Sardegna

“Torraus a domo: contro lo spopolamento della Sardegna, adottiamo i nostri paesi”, di Salvatore Cubeddu

Bitti

Bitti, santuario dell’Annunziata (dal sito www.visitarelasardegna.com)

Inizia la settimana in cui il Consiglio regionale deciderà il futuro istituzionale dei nostri 377 comuni, tra i quali pochissime le città. Da due mesi ne parliamo. La parola l’hanno avuta quasi del tutto le classi dirigenti cittadine, i paesi hanno fatto da contorno. Eppure in Sardegna i paesi sono importanti quanto le poche città. Anche perché gran parte dei cittadini, solo da poco, hanno smesso di essere paesani.

E c’è chi se ne ricorda, ci tiene, vuole fare qualcosa, dire a chi è rimasto che in lui, dentro i propri pensieri ed emozioni c’è ancora e ci sarà sempre il proprio paese. E sarebbe felice di fare quello che può e sa, che gli è rimasto di quando c’era, insieme a quello che ha appreso nella fisica lontananza. Anche perché, con il formidabile ed incredibile accorciamento delle distanze una intensa presenza ci è sempre più concessa, possiamo restare contemporanei  e conterranei pure collocati in posti diversi, anche tanto differenti.

Simili convinzioni hanno spinto anche a dei rientri, a tentare imprese economiche, ad offrire disponibilità amministrative, a riprendere i contatti possibili.

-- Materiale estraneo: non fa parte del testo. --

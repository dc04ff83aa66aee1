//! Encoding of expression trees into JSON documents.
//!
//! Every node is an envelope with a single member named after its kind:
//!
//! ```json
//! {"Add": {"Left": {"Parameter": {"Name": "x", "Type": "i32"}},
//!          "Right": {"Constant": {"Type": "i32", "Value": 1}}}}
//! ```
//!
//! Unary and binary nodes use their operator as kind. Types are written as
//! type paths, constants through the object graph serializer.

use core::any::TypeId;
use core::fmt::Write;
use std::sync::Arc;

use og_json::writer::TokenWriter;
use og_json::{JsonConfig, JsonSerializer};
use og_reflect::info::TypeInfo;
use og_reflect::registry::TypeRegistry;
use og_utils::hash::HashMap;

use crate::catalog::MethodCatalog;
use crate::error::Result;
use crate::expr::{ElementInit, Expr, MemberBinding, NewExpr};
use crate::fold::partial_eval;

// -----------------------------------------------------------------------------
// AstWriter

/// Encodes expression trees.
///
/// Parameter-free sub-expressions are folded into constants first, which
/// materializes captured variables; `registry` and `catalog` serve that
/// evaluation.
///
/// ```
/// use std::sync::Arc;
///
/// use og_expr::{AstWriter, BinaryOp, Expr, MethodCatalog, ParameterExpr};
/// use og_reflect::info::Typed;
/// use og_reflect::registry::TypeRegistry;
///
/// let writer = AstWriter::new(Arc::new(TypeRegistry::new()), Arc::new(MethodCatalog::new()));
/// let x = ParameterExpr::new("x", i32::type_info());
/// let body = Expr::binary(BinaryOp::Add, Expr::parameter(&x), Expr::constant(1_i32));
///
/// let json = writer.write(&Expr::lambda(vec![x], body)).unwrap();
/// assert_eq!(
///     json,
///     r#"{"Lambda":{"Parameters":[{"Parameter":{"Name":"x","Type":"i32"}}],"#.to_owned()
///         + r#""Body":{"Add":{"Left":{"Parameter":{"Name":"x"}},"#
///         + r#""Right":{"Constant":{"Type":"i32","Value":1}}}}}}"#,
/// );
/// ```
pub struct AstWriter {
    serializer: JsonSerializer,
    registry: Arc<TypeRegistry>,
    catalog: Arc<MethodCatalog>,
}

impl AstWriter {
    /// A compact writer whose constants are encoded with default settings.
    pub fn new(registry: Arc<TypeRegistry>, catalog: Arc<MethodCatalog>) -> Self {
        let config = JsonConfig::builder().registry(Arc::clone(&registry)).build();
        Self::with_config(config, registry, catalog)
    }

    /// A writer encoding constants, and laying out the document, per `config`.
    pub fn with_config(
        config: Arc<JsonConfig>,
        registry: Arc<TypeRegistry>,
        catalog: Arc<MethodCatalog>,
    ) -> Self {
        Self {
            serializer: JsonSerializer::new(config),
            registry,
            catalog,
        }
    }

    pub fn write(&self, expr: &Expr) -> Result<String> {
        let folded = partial_eval(expr, &self.registry, &self.catalog)?;
        let writer = TokenWriter::with_indent(String::new(), self.serializer.config().indent_width());
        let mut encoder = Encoder {
            serializer: &self.serializer,
            writer,
            declared: HashMap::default(),
        };
        encoder.node(&folded)?;
        Ok(encoder.writer.finish()?)
    }
}

// -----------------------------------------------------------------------------
// Encoder

struct Encoder<'a, W> {
    serializer: &'a JsonSerializer,
    writer: TokenWriter<W>,
    /// Type of the parameter a name currently refers to, as a reader
    /// will see it. Keyed by name rather than by type alone, so two
    /// parameters sharing a type still decode as distinct nodes.
    declared: HashMap<String, TypeId>,
}

impl<W: Write> Encoder<'_, W> {
    fn node(&mut self, expr: &Expr) -> Result<()> {
        let kind = match expr {
            Expr::Unary(unary) => unary.op.name(),
            Expr::Binary(binary) => binary.op.name(),
            _ => expr.kind_name(),
        };
        self.open(kind)?;
        match expr {
            Expr::Lambda(lambda) => {
                self.writer.write_key("Parameters")?;
                self.writer.write_start_array()?;
                for parameter in &lambda.parameters {
                    self.open("Parameter")?;
                    self.parameter(parameter.name(), parameter.ty())?;
                    self.close()?;
                }
                self.writer.write_end_array()?;
                self.field("Body", &lambda.body)?;
            }
            Expr::Parameter(parameter) => self.parameter(parameter.name(), parameter.ty())?,
            Expr::Constant(constant) => {
                self.type_field("Type", constant.ty)?;
                self.writer.write_key("Value")?;
                match constant.value.get() {
                    Some(value) => self.serializer.write_value(&mut self.writer, value)?,
                    None => self.writer.write_null()?,
                }
            }
            Expr::MemberAccess(member) => {
                self.type_field("Type", member.declaring)?;
                self.writer.write_key("Member")?;
                self.writer.write_string(&member.member)?;
                self.field("Expression", &member.expression)?;
            }
            Expr::Call(call) => {
                self.type_field("Type", call.method.declaring_type())?;
                self.writer.write_key("Method")?;
                self.writer.write_string(call.method.name())?;
                self.writer.write_key("Object")?;
                match &call.object {
                    Some(object) => self.node(object)?,
                    None => self.writer.write_null()?,
                }
                self.list("Arguments", &call.arguments)?;
                self.types("GenericArgTypes", call.method.generic_args())?;
                self.types("ParameterTypes", call.method.parameter_types())?;
            }
            Expr::New(new) => self.new_fields(new)?,
            Expr::NewArrayInit(array) | Expr::NewArrayBounds(array) => {
                self.type_field("Type", array.element)?;
                self.list("Expressions", &array.expressions)?;
            }
            Expr::MemberInit(init) => {
                self.new_node(&init.new)?;
                self.writer.write_key("Bindings")?;
                self.bindings(&init.bindings)?;
            }
            Expr::Conditional(c) => {
                self.type_field("Type", c.ty)?;
                self.field("Test", &c.test)?;
                self.field("True", &c.if_true)?;
                self.field("False", &c.if_false)?;
            }
            Expr::ListInit(init) => {
                self.new_node(&init.new)?;
                self.writer.write_key("Initializers")?;
                self.initializers(&init.initializers)?;
            }
            Expr::TypeIs(type_is) => {
                self.type_field("Type", type_is.ty)?;
                self.field("Expression", &type_is.expression)?;
            }
            Expr::Invoke(invoke) => {
                self.field("Expression", &invoke.expression)?;
                self.list("Arguments", &invoke.arguments)?;
            }
            Expr::Unary(unary) => {
                self.type_field("Type", unary.ty)?;
                self.field("Operand", &unary.operand)?;
            }
            Expr::Binary(binary) => {
                self.field("Left", &binary.left)?;
                self.field("Right", &binary.right)?;
            }
        }
        self.close()
    }

    /// Starts `{"<kind>": {`.
    fn open(&mut self, kind: &str) -> Result<()> {
        self.writer.write_start_object()?;
        self.writer.write_key(kind)?;
        self.writer.write_start_object()?;
        Ok(())
    }

    fn close(&mut self) -> Result<()> {
        self.writer.write_end_object()?;
        self.writer.write_end_object()?;
        Ok(())
    }

    /// `Type` is written whenever the name does not already refer to a
    /// parameter of that type.
    fn parameter(&mut self, name: &str, ty: &'static TypeInfo) -> Result<()> {
        self.writer.write_key("Name")?;
        self.writer.write_string(name)?;
        if self.declared.get(name) != Some(&ty.type_id()) {
            self.type_field("Type", ty)?;
            self.declared.insert(name.to_owned(), ty.type_id());
        }
        Ok(())
    }

    fn field(&mut self, key: &str, expr: &Expr) -> Result<()> {
        self.writer.write_key(key)?;
        self.node(expr)
    }

    fn type_field(&mut self, key: &str, ty: &TypeInfo) -> Result<()> {
        self.writer.write_key(key)?;
        self.writer.write_string(ty.type_path())?;
        Ok(())
    }

    fn list(&mut self, key: &str, exprs: &[Expr]) -> Result<()> {
        self.writer.write_key(key)?;
        self.writer.write_start_array()?;
        for expr in exprs {
            self.node(expr)?;
        }
        self.writer.write_end_array()?;
        Ok(())
    }

    fn types(&mut self, key: &str, types: &[&'static TypeInfo]) -> Result<()> {
        self.writer.write_key(key)?;
        self.writer.write_start_array()?;
        for ty in types {
            self.writer.write_string(ty.type_path())?;
        }
        self.writer.write_end_array()?;
        Ok(())
    }

    fn new_fields(&mut self, new: &NewExpr) -> Result<()> {
        self.type_field("Type", new.ty)?;
        self.list("Arguments", &new.arguments)
    }

    /// The `New` member of initializer nodes, as a full envelope.
    fn new_node(&mut self, new: &NewExpr) -> Result<()> {
        self.writer.write_key("New")?;
        self.open("New")?;
        self.new_fields(new)?;
        self.close()
    }

    fn bindings(&mut self, bindings: &[MemberBinding]) -> Result<()> {
        self.writer.write_start_array()?;
        for binding in bindings {
            self.open(binding.kind_name())?;
            self.writer.write_key("Member")?;
            self.writer.write_string(binding.member())?;
            match binding {
                MemberBinding::Assignment { expression, .. } => self.field("Expression", expression)?,
                MemberBinding::Member { bindings, .. } => {
                    self.writer.write_key("Bindings")?;
                    self.bindings(bindings)?;
                }
                MemberBinding::List { initializers, .. } => {
                    self.writer.write_key("Initializers")?;
                    self.initializers(initializers)?;
                }
            }
            self.close()?;
        }
        self.writer.write_end_array()?;
        Ok(())
    }

    /// Each initializer is `{"Arguments": [..]}`.
    fn initializers(&mut self, initializers: &[ElementInit]) -> Result<()> {
        self.writer.write_start_array()?;
        for init in initializers {
            self.writer.write_start_object()?;
            self.list("Arguments", &init.arguments)?;
            self.writer.write_end_object()?;
        }
        self.writer.write_end_array()?;
        Ok(())
    }
}

// -----------------------------------------------------------------------------
// Tests

#[cfg(test)]
mod tests {
    use std::sync::Arc;

    use og_reflect::derive::Reflect;
    use og_reflect::info::Typed;
    use og_reflect::registry::TypeRegistry;
    use serde_json::{Value as Json, json};

    use super::AstWriter;
    use crate::catalog::MethodCatalog;
    use crate::closure::Closure;
    use crate::expr::{BinaryOp, ElementInit, Expr, MemberBinding, NewExpr, ParameterExpr};

    #[derive(Reflect, Debug, Default)]
    #[reflect(default)]
    struct Person {
        name: String,
        age: u32,
    }

    fn write(expr: &Expr) -> Json {
        let mut registry = TypeRegistry::new();
        registry.register::<Person>();
        let writer = AstWriter::new(Arc::new(registry), Arc::new(MethodCatalog::new()));
        serde_json::from_str(&writer.write(expr).unwrap()).unwrap()
    }

    #[test]
    fn captured_variables_are_written_as_constants() {
        let scope = Closure::builder().capture("offset", 10_u32).build();
        let x = ParameterExpr::new("x", Person::type_info());
        let age = Expr::member(Expr::parameter(&x), "age").unwrap();
        let body = Expr::binary(BinaryOp::Add, age, scope.variable("offset").unwrap());
        let json = write(&Expr::lambda(vec![x], body));

        let person = Person::type_info().type_path();
        assert_eq!(
            json,
            json!({"Lambda": {
                "Parameters": [{"Parameter": {"Name": "x", "Type": person}}],
                "Body": {"Add": {
                    "Left": {"MemberAccess": {
                        "Type": person,
                        "Member": "age",
                        "Expression": {"Parameter": {"Name": "x"}},
                    }},
                    "Right": {"Constant": {"Type": "u32", "Value": 10}},
                }},
            }})
        );
        assert!(!json.to_string().contains("DynamicStruct"));
    }

    #[test]
    fn parameter_types_follow_the_names_in_scope() {
        let a = ParameterExpr::new("v", i32::type_info());
        let b = ParameterExpr::new("v", String::type_info());
        let inner = Expr::lambda(vec![Arc::clone(&b)], Expr::parameter(&b));
        let body = Expr::binary(BinaryOp::Add, Expr::parameter(&a), Expr::constant(1_i32));
        let json = write(&Expr::lambda(
            vec![Arc::clone(&a)],
            Expr::conditional(Expr::type_is(inner, bool::type_info()), body.clone(), body),
        ));

        let params = json.pointer("/Lambda/Parameters/0/Parameter").unwrap();
        assert_eq!(params["Type"], "i32");
        let test = json.pointer("/Lambda/Body/Conditional/Test/TypeIs/Expression/Lambda").unwrap();
        assert_eq!(test.pointer("/Parameters/0/Parameter/Type").unwrap(), "std::string::String");
        assert!(test.pointer("/Body/Parameter/Type").is_none());
        // `v` refers to the string parameter again, so the next use restates `i32`
        let left = json.pointer("/Lambda/Body/Conditional/True/Add/Left/Parameter").unwrap();
        assert_eq!(left["Type"], "i32");
        let left = json.pointer("/Lambda/Body/Conditional/False/Add/Left/Parameter").unwrap();
        assert!(left.get("Type").is_none());
    }

    #[test]
    fn initializers_and_calls() {
        let x = ParameterExpr::new("x", u32::type_info());
        let new = NewExpr {
            ty: Person::type_info(),
            arguments: Vec::new(),
        };
        let init = Expr::member_init(new, vec![MemberBinding::Assignment {
            member: "age".to_owned(),
            expression: Expr::parameter(&x),
        }]);
        let json = write(&Expr::lambda(vec![x], init));
        let init = json.pointer("/Lambda/Body/MemberInit").unwrap();
        assert_eq!(
            init["New"],
            json!({"New": {"Type": Person::type_info().type_path(), "Arguments": []}})
        );
        assert_eq!(init.pointer("/Bindings/0/Assignment/Member").unwrap(), "age");

        let y = ParameterExpr::new("y", u8::type_info());
        let list = Expr::list_init(
            NewExpr {
                ty: <Vec<u8>>::type_info(),
                arguments: Vec::new(),
            },
            vec![ElementInit {
                arguments: vec![Expr::parameter(&y)],
            }],
        );
        let json = write(&Expr::lambda(vec![y], list));
        let initializers = json.pointer("/Lambda/Body/ListInit/Initializers").unwrap();
        assert_eq!(initializers, &json!([{"Arguments": [{"Parameter": {"Name": "y"}}]}]));
    }
}
use crate::impls::NonGenericTypeInfoCell;
use crate::info::{AnyInfo, ReflectKind, TypeInfo, TypePath, Typed};
use crate::ops::ReflectRef;
use crate::{FromReflect, Reflect};

// -----------------------------------------------------------------------------
// Tuple

/// A trait used to power tuple-like operations via reflection.
///
/// Implemented by tuples and by tuple structs.
pub trait Tuple: Reflect {
    /// Returns a reference to the value of the field with index `index`.
    fn field(&self, index: usize) -> Option<&dyn Reflect>;

    /// Returns the number of fields in the tuple.
    fn field_len(&self) -> usize;

    /// Creates a new [`DynamicTuple`] from this tuple.
    fn to_dynamic_tuple(&self) -> DynamicTuple {
        let mut dynamic = DynamicTuple::default();
        dynamic.set_represented_type(self.represented_type_info());
        for index in 0..self.field_len() {
            if let Some(value) = self.field(index) {
                dynamic.push_boxed(value.to_dynamic());
            }
        }
        dynamic
    }
}

impl dyn Tuple {
    /// Returns an iterator over the fields, in order.
    pub fn iter_fields(&self) -> impl Iterator<Item = &dyn Reflect> {
        (0..self.field_len()).filter_map(move |index| self.field(index))
    }
}

// -----------------------------------------------------------------------------
// DynamicTuple

/// A tuple whose fields are defined at runtime.
#[derive(Default)]
pub struct DynamicTuple {
    info: Option<&'static TypeInfo>,
    fields: Vec<Box<dyn Reflect>>,
}

impl DynamicTuple {
    /// Sets the type to be represented by this `DynamicTuple`.
    ///
    /// # Panics
    ///
    /// Panics if the given info is not a tuple.
    pub fn set_represented_type(&mut self, info: Option<&'static TypeInfo>) {
        if let Some(info) = info {
            assert!(
                info.kind() == ReflectKind::Tuple,
                "`DynamicTuple` cannot represent `{}` of kind {}",
                info.type_path(),
                info.kind(),
            );
        }
        self.info = info;
    }

    #[inline]
    pub fn push_boxed(&mut self, value: Box<dyn Reflect>) {
        self.fields.push(value);
    }

    #[inline]
    pub fn push<T: Reflect>(&mut self, value: T) {
        self.fields.push(Box::new(value));
    }
}

impl Tuple for DynamicTuple {
    fn field(&self, index: usize) -> Option<&dyn Reflect> {
        self.fields.get(index).map(|value| &**value)
    }

    #[inline]
    fn field_len(&self) -> usize {
        self.fields.len()
    }
}

impl Reflect for DynamicTuple {
    crate::reflection::impl_reflect_cast_fn!(Tuple);

    #[inline]
    fn is_dynamic(&self) -> bool {
        true
    }

    #[inline]
    fn represented_type_info(&self) -> Option<&'static TypeInfo> {
        self.info
    }

    #[inline]
    fn reflect_clone(&self) -> Box<dyn Reflect> {
        Box::new(self.to_dynamic_tuple())
    }
}

impl FromReflect for DynamicTuple {
    fn from_reflect(reflect: &dyn Reflect) -> Option<Self> {
        match reflect.reflect_ref() {
            ReflectRef::Tuple(value) => Some(value.to_dynamic_tuple()),
            _ => None,
        }
    }
}

impl TypePath for DynamicTuple {
    #[inline]
    fn type_path() -> &'static str {
        "og_reflect::ops::DynamicTuple"
    }

    #[inline]
    fn type_name() -> &'static str {
        "DynamicTuple"
    }
}

impl Typed for DynamicTuple {
    fn type_info() -> &'static TypeInfo {
        static CELL: NonGenericTypeInfoCell = NonGenericTypeInfoCell::new();
        CELL.get_or_init(|| TypeInfo::Any(AnyInfo::new::<Self>()))
    }
}

impl core::fmt::Debug for DynamicTuple {
    fn fmt(&self, f: &mut core::fmt::Formatter<'_>) -> core::fmt::Result {
        self.reflect_debug(f)
    }
}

Nella nostalgia di ognuno che è partito – verso la città sarda o aldilà del mare – rimane il filo più o meno promettente della tenuta o della ripresa di un legame.

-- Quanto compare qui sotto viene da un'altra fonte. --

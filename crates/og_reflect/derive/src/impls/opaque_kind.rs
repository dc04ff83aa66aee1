use proc_macro2::{Span, TokenStream};
use quote::quote;
use syn::Ident;

use super::{impl_trait_get_type_meta, impl_trait_reflect};
use super::{impl_trait_type_path, impl_trait_typed};

use crate::derive_data::ReflectMeta;

/// Implement full reflect for `#[reflect(opaque, clone)]` types.
pub(crate) fn impl_opaque(meta: &ReflectMeta) -> TokenStream {
    let og_reflect = meta.og_reflect();
    let info_ = crate::path::info_(og_reflect);
    let reflect_ = crate::path::reflect_(og_reflect);
    let from_reflect_ = crate::path::from_reflect_(og_reflect);
    let option_ = crate::path::option_();
    let clone_ = crate::path::clone_();
    let ident = meta.ident();

    let custom_attributes = meta.attrs().custom_attributes.get_expression_with(og_reflect);
    let info_tokens = quote! {
        #info_::TypeInfo::Opaque(#info_::OpaqueInfo::new::<Self>() #custom_attributes)
    };

    let type_path_trait_tokens = impl_trait_type_path(meta);
    let typed_trait_tokens = impl_trait_typed(meta, info_tokens);
    let reflect_trait_tokens = impl_trait_reflect(meta, Ident::new("Opaque", Span::call_site()));
    let get_type_meta_tokens = impl_trait_get_type_meta(meta, TokenStream::new());

    quote! {
        #type_path_trait_tokens

        #typed_trait_tokens

        #reflect_trait_tokens

        #get_type_meta_tokens

        impl #from_reflect_ for #ident {
            #[inline]
            fn from_reflect(reflect: &dyn #reflect_) -> #option_<Self> {
                reflect.downcast_ref::<Self>().map(<Self as #clone_>::clone)
            }
        }
    }
}
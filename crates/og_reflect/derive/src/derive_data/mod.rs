//! Provide some tools for parsing token stream.

// -----------------------------------------------------------------------------
// Modules

mod attributes;
mod reflect_derive;

// -----------------------------------------------------------------------------
// Internal API

pub(crate) use attributes::{FieldAttributes, FieldDefault, TypeAttributes, VariantAttributes};
pub(crate) use reflect_derive::{ReflectDerive, ReflectEnum, ReflectMeta, ReflectStruct, StructField};
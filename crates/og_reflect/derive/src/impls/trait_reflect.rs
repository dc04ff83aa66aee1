use proc_macro2::{Ident, TokenStream};
use quote::{quote, quote_spanned};

use crate::derive_data::ReflectMeta;

/// Generate implementation code for `Reflect` trait.
///
/// `kind` is the `ReflectKind`/`ReflectRef` variant, such as `Struct`.
pub(crate) fn impl_trait_reflect(meta: &ReflectMeta, kind: Ident) -> TokenStream {
    let og_reflect = meta.og_reflect();
    let reflect_ = crate::path::reflect_(og_reflect);
    let info_ = crate::path::info_(og_reflect);
    let ops_ = crate::path::ops_(og_reflect);
    let box_ = crate::path::box_();
    let ident = meta.ident();

    let reflect_clone_tokens = get_reflect_clone_impl(meta);

    quote! {
        impl #reflect_ for #ident {
            #[inline]
            fn reflect_kind(&self) -> #info_::ReflectKind {
                #info_::ReflectKind::#kind
            }

            #[inline]
            fn reflect_ref(&self) -> #ops_::ReflectRef<'_> {
                #ops_::ReflectRef::#kind(self)
            }

            fn reflect_clone(&self) -> #box_<dyn #reflect_> {
                #reflect_clone_tokens
            }
        }
    }
}

/// Body of `reflect_clone`.
///
/// Uses `Clone` when available; otherwise rebuilds the value through
/// `FromReflect`, falling back to the dynamic representation.
fn get_reflect_clone_impl(meta: &ReflectMeta) -> TokenStream {
    let og_reflect = meta.og_reflect();
    let reflect_ = crate::path::reflect_(og_reflect);
    let from_reflect_ = crate::path::from_reflect_(og_reflect);
    let option_ = crate::path::option_();
    let box_ = crate::path::box_();

    match meta.attrs().avail_traits.clone {
        Some(span) => {
            let clone_ = crate::path::clone_();
            quote_spanned! { span =>
                #box_::new(<Self as #clone_>::clone(self))
            }
        }
        None => quote! {
            match <Self as #from_reflect_>::from_reflect(self) {
                #option_::Some(value) => #box_::new(value),
                #option_::None => #reflect_::to_dynamic(self),
            }
        },
    }
}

Riflessioni che anticipano la notizia: “riadottare Bitti!”, modello e proposta per “riadattare i nostri paesi”.  A Bitti un giornale periodico locale (il “Miracolo”, anno XXI, n° 3/2015), propone di “riadottare Bitti” e lancia il dibattito. Marilena Orunesu, la direttrice, ha già presentato i numeri impietosi della demografia che toccano il suo come moltissimi paesi del nostro interno, consapevole peraltro che Bitti non è nella condizione peggiore.

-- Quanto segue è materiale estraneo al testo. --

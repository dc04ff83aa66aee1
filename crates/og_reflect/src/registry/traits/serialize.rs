use serde_core::{Serialize, Serializer};

use crate::Reflect;
use crate::info::Typed;
use crate::registry::FromType;

/// Marks a type that serializes itself through `serde`.
///
/// Registered by `#[reflect(serde)]`; encoders inline the serde output
/// instead of walking the reflected shape.
#[derive(Clone)]
pub struct TypeTraitSerialize {
    func: fn(value: &dyn Reflect) -> Option<&dyn erased_serde::Serialize>,
}

impl<T: erased_serde::Serialize + Typed + Reflect> FromType<T> for TypeTraitSerialize {
    fn from_type() -> Self {
        Self {
            func: |value| {
                value
                    .downcast_ref::<T>()
                    .map(|value| value as &dyn erased_serde::Serialize)
            },
        }
    }
}

impl TypeTraitSerialize {
    /// Returns the value as a serde serializable, or `None` if it is not of
    /// the registered type.
    #[inline]
    pub fn as_serialize<'a>(&self, value: &'a dyn Reflect) -> Option<&'a dyn erased_serde::Serialize> {
        (self.func)(value)
    }

    /// Serializes the value.
    ///
    /// Returns `None` if the value is not of the registered type.
    pub fn serialize<S: Serializer>(
        &self,
        value: &dyn Reflect,
        serializer: S,
    ) -> Option<Result<S::Ok, S::Error>> {
        self.as_serialize(value)
            .map(|value| value.serialize(serializer))
    }
}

Cosa fare per affrontare lo spopolamento del paese, dei paesi?

La domanda va avanti da tempo, nuovo è l’interlocutore: i propri paesani, tutti, quelli che stanno dentro le case del paese e quelli che vivono ed operano fuori. Tutti sono sempre e restano ancora  bittesi. Se non ci pensate voi non ci pensa (efficacemente) nessuno. Almeno questa è la situazione. I bittesi dei dentro e quelli di fuori pensano a Bitti, gli orunesi ad Orune, i samugheesi a Samugheo, i seneghesi a Seneghe e… continuate per quasi 370.

Marinella Orunesu è in contatto con Bachisio e Nando. Leggiamo le proposte dei bittesi Bachisio Bandinu (“Su bonu ‘achere pro firmare s’isperdimentu”) e dell’economista Nando Buffoni (“Contro lo spopolamento dobbiamo fare da soli”) per Bitti e immaginiamo tutto quello che potremmo pensare, ragionare e fare, le migliaia di fuor-usciti dai nostri paesi, che scelgono di esplicitare operativamente il proprio legame, accettati da chi è restato, a sua volta lieto di collaborare con chi vuole in qualche modo ‘ritornare’.

Paese dopo paese, che già occasioni dello stesso tipo hanno istituito. Un movimento in estensione, una collaborazione tra paesi, appuntamenti che si moltiplicano. Un “sa die de sa Sardigna” come ritorno a casa. Torraus a domo. Noi che siamo fuori, facciamoci “riadottare“ dalla nostra comunità. Ed essa, e tutte, ci riaccolgano.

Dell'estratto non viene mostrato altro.